Loan categories in commerce and real estate transactions drive deals forward or slow them down. Consequently, CFOs, property developers, and investors in every asset class require supplementary funding outside their equity commitments. As a result, lenders from all walks of life emerge, offering financial services to a highly segmented market, including the following:

  • Retail bankers – Otherwise known as consumer banking to families and individuals
  • Commercial banks – Focusing on for-profit and non-profit corporations (NPCs), Real estate Investment Trusts (REITs), and government entities with skills to carve out special-need loan arrangements.
  • Community development banks (CD banks) – Privately owned, lending funds within a social responsibility theme, frequently receiving federal government support to bolster the living standards of underserved communities.
  • Investment banks – Somewhat of an outlier, not lending money to anyone. Instead, they generate earnings by investing their own equity or a client’s money in mergers, acquisitions, and IPOs.
  • Online banks (neobanks or virtual banks) – These may look like banks, but they front a partnership with traditional institutions that manage the transactions in the background.
  • Credit Unions (CUs) – Belong to their members as NPCs doing what retail banks do but for member benefits only. Thus, CU customers expect lower loan interest charges and higher deposit rates versus dealing outside the CU.
  • Savings and Loan Associations – Specialise in homeowner lending on mortgage platforms.
  • Hard Money Lenders – Providers of faster financing at PR + at least 7% (plus origination fees). They always back the loan with asset security and pay little attention to credit scores.

All the lender categories noted above rely on the prime rate to set the level for different loan types and credit ratings. Essentially, they depend on it to see whether the Prime Rate definition fits perfectly with the customer profile or warrants an adjustment up or down.

03 The Background and Context of Prime Rate

This brings us to mortgage loans as a mainstream funding channel. In many cases, borrowers take advantage of the fixed interest accommodations that mortgage lenders offer on real estate when they suspect that Prime Interest Rates will likely increase. So, in 2020 when the PR was 3.25% (less than half of November 2022), lenders pinned it on many mortgages (globally considered the safest asset security loan available). As a result, savvy borrowers jumped at the option of locking in the interest rate at the prime level for the entire loan term (generally between fifteen and thirty years).

Conversely, those mortgagees who stayed with a variable rate witnessed their rates escalating quickly to 7%. But, of course, it’s all a matter of timing. Fixing the rate when the Fed’s DR increases are near the top of the cycle may work against you when it goes in the opposite direction. However, the bottom line is that, not surprisingly, fixed-rate mortgages are the most popular amongst US borrowers.

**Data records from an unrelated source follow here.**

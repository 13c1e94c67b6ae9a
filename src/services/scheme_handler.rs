//! Responder for `dark://` requests issued by the render engine.
//!
//! Panels are rendered as self-contained HTML documents. Query verbs
//! (`?action=...`) are applied before the document is produced, so a page can
//! trigger an action by navigating to its own address.

use std::path::Path;

use serde_json::Value;
use tracing::{debug, warn};

use crate::managers::download_manager::{DownloadManager, DownloadManagerTrait};
use crate::managers::favorites_manager::FavoritesManager;
use crate::services::navigation::{self, InternalUrl};
use crate::services::settings_engine::{SettingsEngineTrait, SharedSettings};
use crate::types::download::DownloadRecord;
use crate::types::tab::Panel;

pub const MIME_HTML: &str = "text/html";
pub const MIME_JSON: &str = "application/json";

const NOT_FOUND: &str = "<h1>Not found</h1>";

/// Document returned for an internal-scheme request.
#[derive(Debug, Clone, PartialEq, Eq)]
pub struct SchemeResponse {
    pub mime: &'static str,
    pub body: String,
}

impl SchemeResponse {
    fn html(body: String) -> Self {
        Self { mime: MIME_HTML, body }
    }

    fn not_found() -> Self {
        Self::html(NOT_FOUND.to_string())
    }
}

/// Everything a scheme request may read or act on.
pub struct SchemeContext<'a> {
    pub settings: &'a SharedSettings,
    pub downloads: &'a mut DownloadManager,
    pub favorites: &'a FavoritesManager,
    pub reveal_folder: &'a mut dyn FnMut(&Path),
}

/// Answers a `dark://` request.
pub fn respond(url: &str, ctx: &mut SchemeContext<'_>) -> SchemeResponse {
    let Some(request) = navigation::parse_internal(url) else {
        return SchemeResponse::not_found();
    };
    match request.panel() {
        Some(Panel::Settings) => settings_request(&request, ctx),
        Some(Panel::Downloads) => downloads_request(&request, ctx),
        Some(Panel::Home) => SchemeResponse::html(render_home(ctx.favorites)),
        None => {
            debug!(url, "Unknown internal page");
            SchemeResponse::not_found()
        }
    }
}

fn settings_request(request: &InternalUrl, ctx: &mut SchemeContext<'_>) -> SchemeResponse {
    match request.action() {
        Some("get") => {
            let body = Value::Object(ctx.settings.borrow().all().clone()).to_string();
            return SchemeResponse { mime: MIME_JSON, body };
        }
        Some("set") => match (request.param("key"), request.param("value")) {
            (Some(key), Some(value)) if !key.is_empty() => {
                if let Err(e) = ctx
                    .settings
                    .borrow_mut()
                    .set(key, Value::String(value.to_string()))
                {
                    warn!(key, error = %e, "Setting change from page not saved");
                }
            }
            _ => debug!("settings set without key"),
        },
        Some(other) => debug!(action = other, "Unknown settings action"),
        None => {}
    }
    let settings = ctx.settings.borrow();
    SchemeResponse::html(render_settings(settings.all()))
}

fn downloads_request(request: &InternalUrl, ctx: &mut SchemeContext<'_>) -> SchemeResponse {
    if let Some(action) = request.action() {
        let id = request.param("id").unwrap_or_default();
        // Unknown ids and illegal transitions are not surfaced to the page.
        let result = match action {
            "cancel" => ctx.downloads.cancel(id),
            "remove" => ctx.downloads.remove(id),
            "pause" => ctx.downloads.pause(id),
            "resume" => ctx.downloads.resume(id),
            "show" => ctx.downloads.show(id).map(|folder| (ctx.reveal_folder)(&folder)),
            other => {
                debug!(action = other, "Unknown downloads action");
                Ok(())
            }
        };
        if let Err(e) = result {
            debug!(action, error = %e, "Download action ignored");
        }
    }
    SchemeResponse::html(render_downloads(ctx.downloads.list()))
}

pub fn escape_html(text: &str) -> String {
    let mut out = String::with_capacity(text.len());
    for c in text.chars() {
        match c {
            '&' => out.push_str("&amp;"),
            '<' => out.push_str("&lt;"),
            '>' => out.push_str("&gt;"),
            '"' => out.push_str("&quot;"),
            '\'' => out.push_str("&#39;"),
            _ => out.push(c),
        }
    }
    out
}

const STYLE: &str = ":root{--bg:#0f1115;--fg:#e5e7eb;--muted:#9aa3af;--card:#141821;--accent:#3b82f6}\
body{margin:0;background:var(--bg);color:var(--fg);font:14px system-ui,sans-serif}\
main{max-width:900px;margin:40px auto;padding:0 20px}\
.item{background:var(--card);border:1px solid rgba(255,255,255,.08);border-radius:14px;padding:12px;margin-bottom:12px}\
.row{display:flex;gap:12px;align-items:center;justify-content:space-between}\
.progress{height:8px;border-radius:8px;background:#0e131b;overflow:hidden}\
.bar{height:100%;background:var(--accent)}\
a{color:var(--fg)}.muted{color:var(--muted)}";

fn page(title: &str, body: &str) -> String {
    format!(
        "<!doctype html>\n<html>\n<head>\n<meta charset='utf-8'/>\n<title>Dark · {}</title>\n\
         <style>{}</style>\n</head>\n<body>\n<main>\n<h2>{}</h2>\n{}\n</main>\n</body>\n</html>\n",
        escape_html(title),
        STYLE,
        escape_html(title),
        body
    )
}

fn render_home(favorites: &FavoritesManager) -> String {
    let pins: Vec<String> = favorites
        .pinned_sites()
        .iter()
        .map(|p| {
            format!(
                "<div class='item'><a href='{}'>{}</a></div>",
                escape_html(&p.url),
                escape_html(&p.title)
            )
        })
        .collect();
    let body = if pins.is_empty() {
        "<div class='muted'>No pinned sites</div>".to_string()
    } else {
        pins.join("\n")
    };
    page(Panel::Home.title(), &body)
}

fn render_settings(settings: &serde_json::Map<String, Value>) -> String {
    let rows: Vec<String> = settings
        .iter()
        .filter(|(_, v)| !v.is_object() && !v.is_array() && !v.is_null())
        .map(|(k, v)| {
            let shown = match v {
                Value::String(s) => s.clone(),
                other => other.to_string(),
            };
            format!(
                "<div class='item row'><b>{}</b><span>{}</span></div>",
                escape_html(k),
                escape_html(&shown)
            )
        })
        .collect();
    page(Panel::Settings.title(), &rows.join("\n"))
}

/// Renders the download list with per-item actions.
pub fn render_downloads(records: &[DownloadRecord]) -> String {
    let rows: Vec<String> = records
        .iter()
        .map(|d| {
            let size_mb = d.total_bytes.unwrap_or(0) as f64 / 1024.0 / 1024.0;
            let pct = d.percent();
            let id = escape_html(&d.id);
            format!(
                "<div class='item'>\
                 <div class='row'><div><b>{name}</b> <span class='muted'>{size:.2} MB</span></div>\
                 <div class='actions'>\
                 <a href='dark://downloads?action=show&amp;id={id}'>Show in folder</a> \
                 <a href='dark://downloads?action=cancel&amp;id={id}'>Cancel</a> \
                 <a href='dark://downloads?action=remove&amp;id={id}'>Remove</a>\
                 </div></div>\
                 <div class='progress'><div class='bar' style='width:{pct}%;'></div></div>\
                 <div class='row'><span>{state}</span><span>{pct}%</span></div>\
                 </div>",
                name = escape_html(&d.name),
                size = size_mb,
                id = id,
                pct = pct,
                state = d.state.as_str(),
            )
        })
        .collect();
    let body = if rows.is_empty() {
        "<div class='muted'>No downloads</div>".to_string()
    } else {
        rows.join("\n")
    };
    page(Panel::Downloads.title(), &body)
}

The takeaway is that the US banks and other American registered lenders are arguably the most aggressive interpreters of the Prime Rate definition versus the other three currency funder participants, with Australia a close second. The net result is that first-world countries facing the same economic pressures react similarly. All are afraid of escalating price levels eroding consumer buying power.

However, this is not rocket-science methodology. The central regulators in these countries have only one tool to moderate things – the DR rate. Moreover, they desperately rely on the banks and other lending institutions to react by adjusting the loan prices accordingly. Frequently, DR regulators can overdo it, throwing the nation into a recession. Getting the balance right is tricky, more of an art than a science.